El primer paso lo dio cuando la comunidad avaló su labor. Fue en una ceremonia ancestral, con fuego, en la que participaron unas 800 personas.
Hoy, el Ministerio cuenta con un manual de articulación de prácticas y saberes ancestrales de parteras en el Sistema Nacional de Salud, y busca capacitar a las parteras para garantizar una mejor atención. A escala nacional, 2 460 parteras han sido identificadas, de ellas 1 434 fueron articuladas a esa Cartera de Estado.
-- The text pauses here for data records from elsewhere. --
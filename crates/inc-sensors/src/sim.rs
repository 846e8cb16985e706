//! Scripted sensors for bench runs without hardware.

use inc_core::Clock;

use crate::channel::SensorChannel;
use crate::error::{SensorError, SensorResult};

/// Step profile: `(offset_s, value)` pairs sorted by offset. The reading is
/// the value of the last step whose offset has passed.
pub struct ProfileSensor<C> {
    name: String,
    profile: Vec<(f64, f64)>,
    clock: C,
}

impl<C: Clock> ProfileSensor<C> {
    pub fn new(name: impl Into<String>, mut profile: Vec<(f64, f64)>, clock: C) -> SensorResult<Self> {
        if profile.is_empty() {
            return Err(SensorError::InvalidSetup {
                what: "profile needs at least one step",
            });
        }
        if profile.iter().any(|(t, v)| !t.is_finite() || !v.is_finite()) {
            return Err(SensorError::InvalidSetup {
                what: "profile steps must be finite",
            });
        }
        profile.sort_by(|a, b| a.0.total_cmp(&b.0));
        Ok(Self {
            name: name.into(),
            profile,
            clock,
        })
    }

    /// Profile value at elapsed time `t`.
    pub fn value_at(&self, t: f64) -> f64 {
        self.profile
            .iter()
            .take_while(|(offset, _)| *offset <= t)
            .last()
            .unwrap_or(&self.profile[0])
            .1
    }
}

impl<C: Clock> SensorChannel for ProfileSensor<C> {
    fn name(&self) -> &str {
        &self.name
    }

    fn read(&mut self) -> SensorResult<f64> {
        Ok(self.value_at(self.clock.elapsed_s()))
    }

    fn reinitialize(&mut self) -> SensorResult<()> {
        Ok(())
    }
}

#[cfg(test)]
mod tests {
    use super::*;
    use inc_core::ManualClock;

    #[test]
    fn steps_through_profile() {
        let clock = ManualClock::new(0.0);
        let mut sensor =
            ProfileSensor::new("o2", vec![(0.0, 20.0), (15.0, 10.0), (30.0, 2.0)], clock.clone())
                .unwrap();
        assert_eq!(sensor.read().unwrap(), 20.0);
        clock.set(14.9);
        assert_eq!(sensor.read().unwrap(), 20.0);
        clock.set(15.0);
        assert_eq!(sensor.read().unwrap(), 10.0);
        clock.set(500.0);
        assert_eq!(sensor.read().unwrap(), 2.0);
    }

    #[test]
    fn before_first_step_uses_first_value() {
        let sensor = ProfileSensor::new("t", vec![(5.0, 30.0), (10.0, 37.0)], ManualClock::new(0.0))
            .unwrap();
        assert_eq!(sensor.value_at(1.0), 30.0);
    }

    #[test]
    fn unsorted_profile_is_sorted() {
        let sensor = ProfileSensor::new("co2", vec![(20.0, 5.0), (0.0, 0.5), (10.0, 3.0)], ManualClock::new(0.0))
            .unwrap();
        assert_eq!(sensor.value_at(12.0), 3.0);
    }

    #[test]
    fn rejects_empty_profile() {
        assert!(ProfileSensor::new("x", Vec::new(), ManualClock::new(0.0)).is_err());
    }
}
Alumbrar de la mano de una partera es distinto a hacerlo en un hospital. De eso da fe Andrea Villarroel, de 32 años, quien tuvo a su hijo en su casa, en Pomasqui. Decidió hacerlo con una partera porque quería que naciera en su hogar, junto a su esposo, sentirse libre de adoptar cualquier posición y que no la separaran de su bebé luego el alumbramiento.
Colgó cuerdas del techo para hacer un parto vertical (como hacían las indígenas), mientras afuera su familia tocaba tambores. Tras 33 horas de labor, su hijo nació y se lo colocó en el pecho. No se separó de él en 40 días. Una de las parteras que la ayudó fue Katy Salas, de 52 años, quien ha traído al mundo a más de 200 niños. Ella es enfermera y estudió Partería en México y en Brasil. Formó el colectivo Comunidad del Buen Parir ‘nacer’, para valorizar el parto humanizado.
Las parteras son una cascada de historias. Lourdes cuenta que ayudó a alumbrar a unas gemelas, que pudo hacer que una señora estéril se embarace, que alivia el dolor y que la felicidad la invade cuando alguien que no deseaba a su bebé termina besándolo y bendiciéndolo. Para eso Dios la trajo al mundo, para convertir mujeres en madres. Ese es su don.